- Venue: White City Stadium
- Date: July 22
- Competitors: 21 from 10 nations

Medalists
- 1st place, gold medalist(s):  / Verner Weckman / Finland
- 2nd place, silver medalist(s):  / Yrjö Saarela / Finland
- 3rd place, bronze medalist(s):  / Carl Jensen / Denmark

= Wrestling at the 1908 Summer Olympics – Men's Greco-Roman light heavyweight =

The Greco-Roman light heavyweight was one of four Greco-Roman wrestling weight classes contested on the Wrestling at the 1908 Summer Olympics programme. Like all other wrestling events, it was open only to men. The light heavyweight was the second-heaviest weight class, allowing wrestlers up to 93 kilograms (205 lb). Each nation could enter up to 12 wrestlers.

==Competition format==

The event was a single-elimination tournament with a bronze medal match between the semifinal losers. The final and bronze medal match were best two-of-three, while all other rounds were a single bout.

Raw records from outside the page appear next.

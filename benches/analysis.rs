use criterion::{black_box, criterion_group, criterion_main, Criterion};
use flux_analysis::audio::{BeatDetector, FrequencyAnalyzer};

const BINS: usize = 1024;

fn test_spectrum(seed: usize) -> Vec<u8> {
    (0..BINS)
        .map(|i| (((i * 31 + seed * 17) % 97) as f32 * 255.0 / 96.0 * (1.0 - i as f32 / BINS as f32)) as u8)
        .collect()
}

fn bench_analyze(c: &mut Criterion) {
    let mut analyzer = FrequencyAnalyzer::default();
    analyzer.initialize(44100.0, BINS).expect("initialize analyzer");
    let spectra: Vec<Vec<u8>> = (0..16).map(test_spectrum).collect();

    let mut tick = 0;
    c.bench_function("analyze_1024_bins", |b| {
        b.iter(|| {
            tick = (tick + 1) % spectra.len();
            black_box(analyzer.analyze(black_box(spectra[tick].as_slice())).expect("analyze"))
        })
    });
}

fn bench_detect_beat(c: &mut Criterion) {
    let mut detector = BeatDetector::default();
    let spectra: Vec<Vec<u8>> = (0..16).map(test_spectrum).collect();

    let mut tick = 0usize;
    c.bench_function("detect_beat_1024_bins", |b| {
        b.iter(|| {
            tick += 1;
            let spectrum = spectra[tick % spectra.len()].as_slice();
            black_box(detector.detect_beat_at(black_box(spectrum), tick as f64 * 16.7))
        })
    });
}

criterion_group!(benches, bench_analyze, bench_detect_beat);
criterion_main!(benches);
pub mod band_normalizer;
pub mod beat_detector;
pub mod capture_format;
pub mod clock;
pub mod error;
pub mod frequency_analyzer;
pub mod frequency_ranges;
pub mod session;
pub mod spectrum_source;
pub mod worker;

pub use band_normalizer::{NormalizationMethod, NormalizationSettings, SmoothingSettings};
pub use beat_detector::{
    BeatConfigPatch, BeatDetector, BeatDetectorConfig, BeatEvent, BeatHistoryEntry, BeatStats,
    DetectorState,
};
pub use capture_format::SpectrumCapture;
pub use clock::{Clock, ManualClock, MonotonicClock};
pub use error::AnalyzerError;
pub use frequency_analyzer::{
    AnalysisResult, AnalyzerConfig, AnalyzerSettingsPatch, BandLevel, FrequencyAnalyzer,
    ReducedSpectrum, SpectralMetrics, SpectrumScale, SpectrumSettings,
};
pub use frequency_ranges::{BandBinInfo, BinMapping, FrequencyRange};
pub use session::{AnalysisSession, SessionReport, SessionStatistics};
pub use spectrum_source::{SpectrumConverter, SpectrumScaling};
pub use worker::AnalysisWorker;

/// One magnitude sample of a spectrum, in whatever numeric type the host delivers.
pub trait SpectrumSample: Copy {
    fn magnitude(self) -> f32;

    /// Magnitude as a fraction of `max_value`. Non-finite and negative
    /// samples read as silence; anything above full scale clamps to 1.
    fn level(self, max_value: f32) -> f32 {
        let magnitude = self.magnitude();
        if magnitude.is_finite() && magnitude > 0.0 {
            (magnitude / max_value).min(1.0)
        } else {
            0.0
        }
    }
}

impl SpectrumSample for u8 {
    fn magnitude(self) -> f32 {
        self as f32
    }
}

impl SpectrumSample for u16 {
    fn magnitude(self) -> f32 {
        self as f32
    }
}

impl SpectrumSample for f32 {
    fn magnitude(self) -> f32 {
        self
    }
}

impl SpectrumSample for f64 {
    fn magnitude(self) -> f32 {
        self as f32
    }
}

/// A spectrum delivered by the host together with the time it was captured.
#[derive(Debug, Clone, PartialEq)]
pub struct SpectrumFrame {
    pub timestamp_ms: f64,
    pub bins: Vec<u8>,
}

/// Everything the effects layer consumes for one tick.
#[derive(Debug, Clone, Default, PartialEq, serde::Serialize, serde::Deserialize)]
pub struct AnalysisFrame {
    pub timestamp_ms: f64,
    pub analysis: AnalysisResult,
    pub beat: BeatEvent,
    pub bpm: f32,
}

#[cfg(test)]
mod tests {
    use super::*;

    #[test]
    fn test_sample_levels() {
        assert_eq!(255u8.level(255.0), 1.0);
        assert_eq!(0u8.level(255.0), 0.0);
        assert_eq!(f32::NAN.level(255.0), 0.0);
        assert_eq!(f32::INFINITY.level(255.0), 0.0);
        assert_eq!((-12.0f32).level(255.0), 0.0);
        assert_eq!(1000.0f64.level(255.0), 1.0);
        assert!((512u16.level(1024.0) - 0.5).abs() < 1e-6);
    }
}
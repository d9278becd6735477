use anyhow::{anyhow, Result};
use crossbeam_channel::{Receiver, Sender};
use log::{debug, info, warn};
use std::sync::{Arc, Mutex, MutexGuard};
use std::thread::JoinHandle;

use super::{AnalysisFrame, BeatDetector, FrequencyAnalyzer, SpectrumFrame};

/// Runs analysis on a background thread. The host submits spectra as they
/// arrive and the render loop reads whatever frame finished last.
pub struct AnalysisWorker {
    sender: Option<Sender<SpectrumFrame>>,
    latest_frame: Arc<Mutex<AnalysisFrame>>,
    handle: Option<JoinHandle<u64>>,
}

fn lock_frame(frame: &Mutex<AnalysisFrame>) -> MutexGuard<'_, AnalysisFrame> {
    frame.lock().unwrap_or_else(|poisoned| poisoned.into_inner())
}

impl AnalysisWorker {
    /// Takes an initialized analyzer and a detector and starts the worker thread.
    pub fn spawn(analyzer: FrequencyAnalyzer, detector: BeatDetector) -> Result<Self> {
        if !analyzer.is_initialized() {
            return Err(anyhow!("Analyzer must be initialized before spawning a worker"));
        }

        let (sender, receiver) = crossbeam_channel::unbounded();
        let latest_frame = Arc::new(Mutex::new(AnalysisFrame::default()));
        let shared = Arc::clone(&latest_frame);

        let handle = std::thread::Builder::new()
            .name("flux-analysis".to_string())
            .spawn(move || Self::run(receiver, analyzer, detector, shared))?;

        info!("Analysis worker started");

        Ok(Self {
            sender: Some(sender),
            latest_frame,
            handle: Some(handle),
        })
    }

    fn run(
        receiver: Receiver<SpectrumFrame>,
        mut analyzer: FrequencyAnalyzer,
        mut detector: BeatDetector,
        latest_frame: Arc<Mutex<AnalysisFrame>>,
    ) -> u64 {
        let mut processed = 0u64;

        while let Ok(first) = receiver.recv() {
            // Every queued spectrum goes through both stages in order so the
            // beat history stays continuous; only the newest result is published.
            let mut newest = None;
            for spectrum in std::iter::once(first).chain(receiver.try_iter()) {
                if let Some(frame) = Self::process(&mut analyzer, &mut detector, &spectrum) {
                    newest = Some(frame);
                    processed += 1;
                }
            }

            if let Some(frame) = newest {
                *lock_frame(&latest_frame) = frame;
            }
        }

        debug!("Analysis worker drained after {} frames", processed);
        processed
    }

    fn process(
        analyzer: &mut FrequencyAnalyzer,
        detector: &mut BeatDetector,
        spectrum: &SpectrumFrame,
    ) -> Option<AnalysisFrame> {
        let analysis = match analyzer.analyze(spectrum.bins.as_slice()) {
            Ok(analysis) => analysis,
            Err(e) => {
                warn!("Failed to analyze spectrum: {}", e);
                return None;
            }
        };
        let beat = detector.detect_beat_at(spectrum.bins.as_slice(), spectrum.timestamp_ms);

        Some(AnalysisFrame {
            timestamp_ms: spectrum.timestamp_ms,
            analysis,
            beat,
            bpm: detector.calculate_bpm(),
        })
    }

    pub fn submit(&self, frame: SpectrumFrame) -> Result<()> {
        let sender = self
            .sender
            .as_ref()
            .ok_or_else(|| anyhow!("Analysis worker has been shut down"))?;
        sender
            .send(frame)
            .map_err(|_| anyhow!("Analysis worker is no longer running"))
    }

    pub fn latest(&self) -> AnalysisFrame {
        lock_frame(&self.latest_frame).clone()
    }

    /// Closes the queue, waits for pending spectra and returns how many were analyzed.
    pub fn shutdown(&mut self) -> Result<u64> {
        self.sender.take();
        match self.handle.take() {
            Some(handle) => {
                let processed = handle
                    .join()
                    .map_err(|_| anyhow!("Analysis worker thread panicked"))?;
                info!("Analysis worker stopped after {} frames", processed);
                Ok(processed)
            }
            None => Ok(0),
        }
    }
}

impl Drop for AnalysisWorker {
    fn drop(&mut self) {
        if let Err(e) = self.shutdown() {
            warn!("{}", e);
        }
    }
}
use anyhow::Result;
use clap::Parser;
use log::{info, warn};
use std::path::Path;

use flux_analysis::audio::spectrum_source::{capture_from_samples, load_wav_mono};
use flux_analysis::audio::{
    AnalysisSession, BeatConfigPatch, SessionReport, SpectrumCapture, SpectrumScaling,
};
use flux_analysis::FluxConfig;

#[derive(Parser)]
#[command(name = "flux-analyzer")]
#[command(about = "Analyze a WAV file or spectrum capture and report bands, beats and tempo")]
struct Args {
    /// WAV file or .flxc spectrum capture
    #[arg()]
    input_file: String,

    /// JSON configuration file (analyzer + beat settings)
    #[arg(short, long)]
    config: Option<String>,

    /// Write the session report as JSON
    #[arg(short, long)]
    output: Option<String>,

    /// Include every analyzed frame in the JSON report
    #[arg(long)]
    frame_by_frame: bool,

    /// FFT size used when converting WAV input
    #[arg(long, default_value = "2048")]
    fft_size: usize,

    /// Spectra per second when converting WAV input
    #[arg(long, default_value = "60")]
    frame_rate: f32,

    /// Override beat sensitivity from the configuration
    #[arg(long)]
    sensitivity: Option<f32>,
}

fn load_input(args: &Args) -> Result<SpectrumCapture> {
    let path = Path::new(&args.input_file);
    let is_capture = path
        .extension()
        .map(|ext| ext.eq_ignore_ascii_case("flxc"))
        .unwrap_or(false);

    if is_capture {
        info!("Loading spectrum capture: {}", args.input_file);
        return SpectrumCapture::load(path);
    }

    info!("Loading WAV file: {}", args.input_file);
    let (samples, sample_rate) = load_wav_mono(path)?;
    if samples.len() < args.fft_size {
        warn!(
            "Input holds {} samples, fewer than one FFT window of {}",
            samples.len(),
            args.fft_size
        );
    }
    capture_from_samples(
        &samples,
        sample_rate,
        args.fft_size,
        args.frame_rate,
        SpectrumScaling::default(),
    )
}

fn print_report(report: &SessionReport) {
    let stats = &report.statistics;

    info!("=== ANALYSIS RESULTS ===");
    info!("Duration: {:.2} seconds", stats.duration_seconds);
    info!("Frames: {} at {:.1} Hz", stats.frame_count, report.frame_rate);
    info!("Total beats detected: {}", stats.total_beats);
    info!("Average BPM: {:.1}", stats.average_bpm);
    info!("BPM range: {:.1} - {:.1}", stats.bpm_range.0, stats.bpm_range.1);
    info!("Energy profile: {}", stats.energy_profile);

    info!("=== BANDS ===");
    for (name, peak) in &stats.peak_levels {
        let share = stats.average_distribution.get(name).copied().unwrap_or(0.0);
        let dominant = stats.dominant_band_counts.get(name).copied().unwrap_or(0);
        info!(
            "{:>12}: peak {:.3}, energy share {:5.1}%, dominant in {} frames",
            name,
            peak,
            share * 100.0,
            dominant
        );
    }
    info!("Peak energy: {:.4}", stats.peak_energy);
    info!("Peak spectral flux: {:.4}", stats.peak_flux);
}

fn main() -> Result<()> {
    env_logger::init();
    let args = Args::parse();

    let config = match &args.config {
        Some(path) => FluxConfig::load(path)?,
        None => FluxConfig::default(),
    };

    let mut detector = config.build_detector()?;
    if let Some(sensitivity) = args.sensitivity {
        let patch = BeatConfigPatch {
            sensitivity: Some(sensitivity),
            ..BeatConfigPatch::default()
        };
        if let Err(e) = detector.update_config(&patch) {
            warn!("Ignoring --sensitivity: {}", e);
        }
    }

    let capture = load_input(&args)?;
    info!(
        "Input: {} frames, {} bins, {} Hz sample rate",
        capture.frame_count(),
        capture.bin_count(),
        capture.sample_rate()
    );

    let mut session =
        AnalysisSession::for_capture(config.build_analyzer()?, detector, &capture)?
            .keep_frames(args.frame_by_frame);
    let report = session.run_capture(&capture)?;

    print_report(&report);

    if let Some(output) = &args.output {
        report.save(output)?;
        let size = std::fs::metadata(output)?.len();
        info!("Report saved to {} ({:.1} KB)", output, size as f64 / 1024.0);
    }

    Ok(())
}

Bouts were 15 minutes, unless one wrestler lost by fall (two shoulders on the ground at the same time). Other than falls, decisions were made by the judges or, if they did not agree, the referee.

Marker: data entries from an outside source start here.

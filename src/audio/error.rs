use thiserror::Error;

/// Errors raised by the analysis components.
///
/// `NotInitialized` is a host integration bug and the only error the hot path
/// can return. Everything else is produced while applying configuration.
/// Malformed spectra never produce an error.
#[derive(Error, Debug, Clone, PartialEq)]
pub enum AnalyzerError {
    #[error("Analyzer used before initialize() was called")]
    NotInitialized,
    #[error("Invalid sample rate: {0}")]
    InvalidSampleRate(f32),
    #[error("Invalid frequency range '{name}': {min_hz} Hz .. {max_hz} Hz")]
    InvalidFrequencyRange { name: String, min_hz: f32, max_hz: f32 },
    #[error("Invalid weight for band '{name}': {weight}")]
    InvalidWeight { name: String, weight: f32 },
    #[error("Required band '{0}' is not configured")]
    MissingBand(&'static str),
    #[error("Invalid value for setting '{name}': {value}")]
    InvalidSetting { name: &'static str, value: f64 },
}
#[derive(Debug, Clone, Default, PartialEq, Serialize, Deserialize)]
pub struct SpectralMetrics {
    /// Energy-weighted mean frequency, Hz.
    pub centroid: f32,
    /// Frequency below which 85% of the energy lies, Hz.
    pub rolloff: f32,
    /// Mean positive bin-wise change since the previous tick.
    pub flux: f32,
    /// Spread between the loudest and quietest raw band level.
    pub dynamic_range: f32,
    pub dominant_band: Option<String>,
    /// Share of the summed raw band levels, sums to 1 unless silent.
    pub energy_distribution: BTreeMap<String, f32>,
    /// Mean normalized magnitude across all bins.
    pub overall_energy: f32,
    /// Frequency of the loudest bin, Hz.
    pub peak_frequency: f32,
}

/// Downsampled spectrum with a representative frequency per point.
#[derive(Debug, Clone, PartialEq, Serialize, Deserialize)]
pub struct ReducedSpectrum {
    pub scale: SpectrumScale,
    pub values: Vec<f32>,
    pub frequencies: Vec<f32>,
}

#[derive(Debug, Clone, Default, PartialEq, Serialize, Deserialize)]
pub struct AnalysisResult {
    pub bands: BTreeMap<String, BandLevel>,
    pub spectrum: Option<ReducedSpectrum>,
    pub metrics: SpectralMetrics,
}

impl AnalysisResult {
    pub fn band(&self, name: &str) -> Option<&BandLevel> {
        self.bands.get(name)
    }
}

#[derive(Debug, Clone, Copy, PartialEq)]
struct Geometry {
    sample_rate: f32,
    bin_count: usize,
    nyquist: f32,
    bin_width: f32,
}

#[derive(Debug, Clone)]
struct BandSlot {
    mapping: BinMapping,
    normalizer: BandNormalizer,
}

/// Half-open bin span feeding one reduced-spectrum point.
#[derive(Debug, Clone, Copy, PartialEq)]
struct SpectrumBucket {
    start_bin: usize,
    end_bin: usize,
    frequency: f32,
}

/// Turns raw magnitude spectra into smoothed, normalized band levels and
/// spectral descriptors.
///
/// Bin mappings are cached at `initialize` and on configuration changes so a
/// tick costs a single pass over the bins. One instance is owned by a single
/// real-time loop; it has no internal synchronization.
pub struct FrequencyAnalyzer {
    config: AnalyzerConfig,
    geometry: Option<Geometry>,
    bands: BTreeMap<String, BandSlot>,
    spectrum_layout: Vec<SpectrumBucket>,

    // Per-bin magnitudes in [0,1], reused every tick
    current: Vec<f32>,
    previous: Vec<f32>,
    has_previous: bool,

    frame_count: u64,
}

impl Default for FrequencyAnalyzer {
    fn default() -> Self {
        Self::from_valid_config(AnalyzerConfig::default())
    }
}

Wrestlers could "take hold only from the head and not lower than the waist." The "hair, flesh, ears, private parts, or clothes may not be seized"; striking, scratching, twisting fingers, tripping, and grabbing legs were prohibited. Holds "obtained that the fear of breakage or dislocation of a limb shall cause the wrestler to give the fall" were outlawed, and particularly the double-nelson, arm up back with bar on, hammerlock, strangle, half-strangle, hang, and flying mare with palm uppermost.

==Results==

===Standings===

| Place | Wrestler | Nation |
| 1 | Verner Weckman | Finland |
| 2 | Yrjö Saarela | Finland |
| 3 | Carl Jensen | Denmark |
| 4 | Hugó Payr | Hungary |
| 5 | Alfred Banbrook | Great Britain |
| Marcel Dubois | Belgium |
| Fritz Larsson | Sweden |
| Jacob van Westrop | Netherlands |
| 9 | Cyril Brown | Great Britain |
| Jussi Kivimäki | Finland |
| August Meesen | Belgium |
| Ernest Nixson | Great Britain |
| Leendert van Oosten | Netherlands |
| William West | Great Britain |
| Douwe Wijbrands | Netherlands |
| Yevgeny Zamotin | Russia |
| 17 | Harald Christiansen | Denmark |
| Henry Foskett | Great Britain |
| György Luntzer | Hungary |
| Henri Nielsen | Denmark |
| Miroslav Šustera | Bohemia |

==Sources==
- Cook, Theodore Andrea (1908). "The Fourth Olympiad, Being the Official Report"
- De Wael, Herman (2001). "Greco-Roman Wrestling 1908"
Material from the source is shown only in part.